* [What you need to do]: Note how many lines in the entries below contain the string "contains", and answer with that number and no other text.
====== Recorded information
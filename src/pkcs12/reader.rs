use ::pkcs12::cert_type::CertBag;
use ::pkcs12::mac_data::MacData;
use ::pkcs12::pfx::Pfx;
use ::pkcs12::safe_bag::{SafeBag, SafeContents};
use ::pkcs12::{
    PKCS_12_CERT_BAG_OID, PKCS_12_KEY_BAG_OID, PKCS_12_PKCS8_KEY_BAG_OID, PKCS_12_X509_CERT_OID,
};
use cms::content_info::ContentInfo;
use cms::encrypted_data::EncryptedData;
use der::Decode;
use der::asn1::OctetString;
use zeroize::Zeroizing;

use super::MAX_ITERATIONS;
use super::asn1::{
    FRIENDLY_NAME, ID_DATA, ID_ENCRYPTED_DATA, LOCAL_KEY_ID, bag_attribute, bag_value,
    data_payload, decode_bmp_string, encode,
};
use super::mac::MacAlgorithm;
use crate::cert::Certificate;
use crate::error::{IdentityKitError, Result};
use crate::key::PrivateKey;

/// The identity recovered from a PKCS#12 archive.
#[derive(Debug, Clone)]
pub struct ParsedPkcs12 {
    pub private_key: PrivateKey,
    pub certificate: Certificate,
    /// `friendlyName` of the key bag, or of the certificate bag when the key
    /// bag carries none.
    pub friendly_name: Option<String>,
    pub local_key_id: Option<Vec<u8>>,
}

#[derive(Default)]
struct Collected {
    private_key: Option<PrivateKey>,
    certificate: Option<Certificate>,
    key_friendly_name: Option<String>,
    cert_friendly_name: Option<String>,
    local_key_id: Option<Vec<u8>>,
}

pub(crate) fn parse(der: &[u8], password: &str) -> Result<ParsedPkcs12> {
    // Versions other than v3 fail to decode.
    let pfx = Pfx::from_der(der)?;

    let auth_safe_der = data_payload(&pfx.auth_safe)?;
    let mac_data = pfx.mac_data.as_ref().ok_or_else(|| {
        IdentityKitError::MalformedInput("PFX carries no password integrity MAC".to_string())
    })?;
    verify_mac(mac_data, auth_safe_der.as_bytes(), password)?;

    let auth_safe = Vec::<ContentInfo>::from_der(auth_safe_der.as_bytes())?;
    let mut collected = Collected::default();
    for content_info in &auth_safe {
        let bags = match content_info.content_type {
            ID_DATA => SafeContents::from_der(data_payload(content_info)?.as_bytes())?,
            ID_ENCRYPTED_DATA => decrypt_safe_contents(content_info, password)?,
            other => {
                return Err(IdentityKitError::MalformedInput(format!(
                    "unsupported authenticated safe content {other}"
                )));
            }
        };
        for bag in &bags {
            collect_bag(bag, password, &mut collected)?;
        }
    }

    let private_key = collected.private_key.ok_or_else(|| {
        IdentityKitError::MalformedInput("archive contains no private key".to_string())
    })?;
    let certificate = collected.certificate.ok_or_else(|| {
        IdentityKitError::MalformedInput("archive contains no certificate".to_string())
    })?;

    Ok(ParsedPkcs12 {
        private_key,
        certificate,
        friendly_name: collected.key_friendly_name.or(collected.cert_friendly_name),
        local_key_id: collected.local_key_id,
    })
}

fn verify_mac(mac_data: &MacData, auth_safe_der: &[u8], password: &str) -> Result<()> {
    let algorithm = MacAlgorithm::from_digest_oid(mac_data.mac.algorithm.oid)?;
    check_iterations("MAC", mac_data.iterations)?;
    let mac_key =
        algorithm.derive_key(password, mac_data.mac_salt.as_bytes(), mac_data.iterations)?;
    if !algorithm.verify(&mac_key, auth_safe_der, mac_data.mac.digest.as_bytes())? {
        return Err(IdentityKitError::IntegrityCheckFailed);
    }
    Ok(())
}

fn decrypt_safe_contents(content_info: &ContentInfo, password: &str) -> Result<SafeContents> {
    let encrypted = content_info.content.decode_as::<EncryptedData>()?;
    let info = &encrypted.enc_content_info;

    let algorithm_der = encode(&info.content_enc_alg)?;
    let scheme = pkcs5::EncryptionScheme::from_der(&algorithm_der).map_err(|e| {
        IdentityKitError::MalformedInput(format!("unsupported content encryption: {e}"))
    })?;
    check_scheme(&scheme)?;
    let ciphertext = info.encrypted_content.as_ref().ok_or_else(|| {
        IdentityKitError::MalformedInput("encrypted data has no content".to_string())
    })?;

    let plaintext = Zeroizing::new(
        scheme
            .decrypt(password.as_bytes(), ciphertext.as_bytes())
            .map_err(|e| IdentityKitError::EncodingFailure(e.to_string()))?,
    );
    Ok(SafeContents::from_der(&plaintext)?)
}

/// Only PBES2 with PBKDF2 is read, and its iteration count must be in range
/// before any key is derived.
fn check_scheme(scheme: &pkcs5::EncryptionScheme<'_>) -> Result<()> {
    let iterations = scheme
        .pbes2()
        .and_then(|params| params.kdf.pbkdf2())
        .map(|kdf| kdf.iteration_count)
        .ok_or_else(|| {
            IdentityKitError::MalformedInput(
                "only PBES2 with PBKDF2 is supported for encrypted content".to_string(),
            )
        })?;
    check_iterations("PBKDF2", iterations)
}

fn check_iterations<T>(what: &str, count: T) -> Result<()>
where
    T: TryInto<u32> + Copy + std::fmt::Display,
{
    match count.try_into() {
        Ok(n) if (1..=MAX_ITERATIONS).contains(&n) => Ok(()),
        _ => Err(IdentityKitError::MalformedInput(format!(
            "{what} iteration count {count} is outside 1..={MAX_ITERATIONS}"
        ))),
    }
}

fn collect_bag(bag: &SafeBag, password: &str, collected: &mut Collected) -> Result<()> {
    match bag.bag_id {
        PKCS_12_CERT_BAG_OID => {
            let cert_bag = CertBag::from_der(bag_value(bag)?)?;
            if cert_bag.cert_id != PKCS_12_X509_CERT_OID {
                log::debug!("skipping certificate bag of type {}", cert_bag.cert_id);
                return Ok(());
            }
            if collected.certificate.is_none() {
                collected.certificate =
                    Some(Certificate::from_der(cert_bag.cert_value.as_bytes())?);
                collected.cert_friendly_name = friendly_name(bag)?;
            }
        }
        PKCS_12_PKCS8_KEY_BAG_OID => {
            if collected.private_key.is_none() {
                let encrypted = pkcs8::EncryptedPrivateKeyInfo::from_der(bag_value(bag)?)?;
                check_scheme(&encrypted.encryption_algorithm)?;
                let plaintext = encrypted
                    .decrypt(password.as_bytes())
                    .map_err(|e| IdentityKitError::EncodingFailure(e.to_string()))?;
                collect_key(PrivateKey::from_der(plaintext.as_bytes())?, bag, collected)?;
            }
        }
        PKCS_12_KEY_BAG_OID => {
            if collected.private_key.is_none() {
                collect_key(PrivateKey::from_der(bag_value(bag)?)?, bag, collected)?;
            }
        }
        other => log::debug!("skipping unsupported safe bag {other}"),
    }
    Ok(())
}

fn collect_key(key: PrivateKey, bag: &SafeBag, collected: &mut Collected) -> Result<()> {
    collected.private_key = Some(key);
    collected.key_friendly_name = friendly_name(bag)?;
    collected.local_key_id = bag_attribute(bag, LOCAL_KEY_ID)
        .map(|value| value.decode_as::<OctetString>())
        .transpose()?
        .map(|id| id.as_bytes().to_vec());
    Ok(())
}

fn friendly_name(bag: &SafeBag) -> Result<Option<String>> {
    bag_attribute(bag, FRIENDLY_NAME)
        .map(decode_bmp_string)
        .transpose()
}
============
* [Solution to this exercise]: 3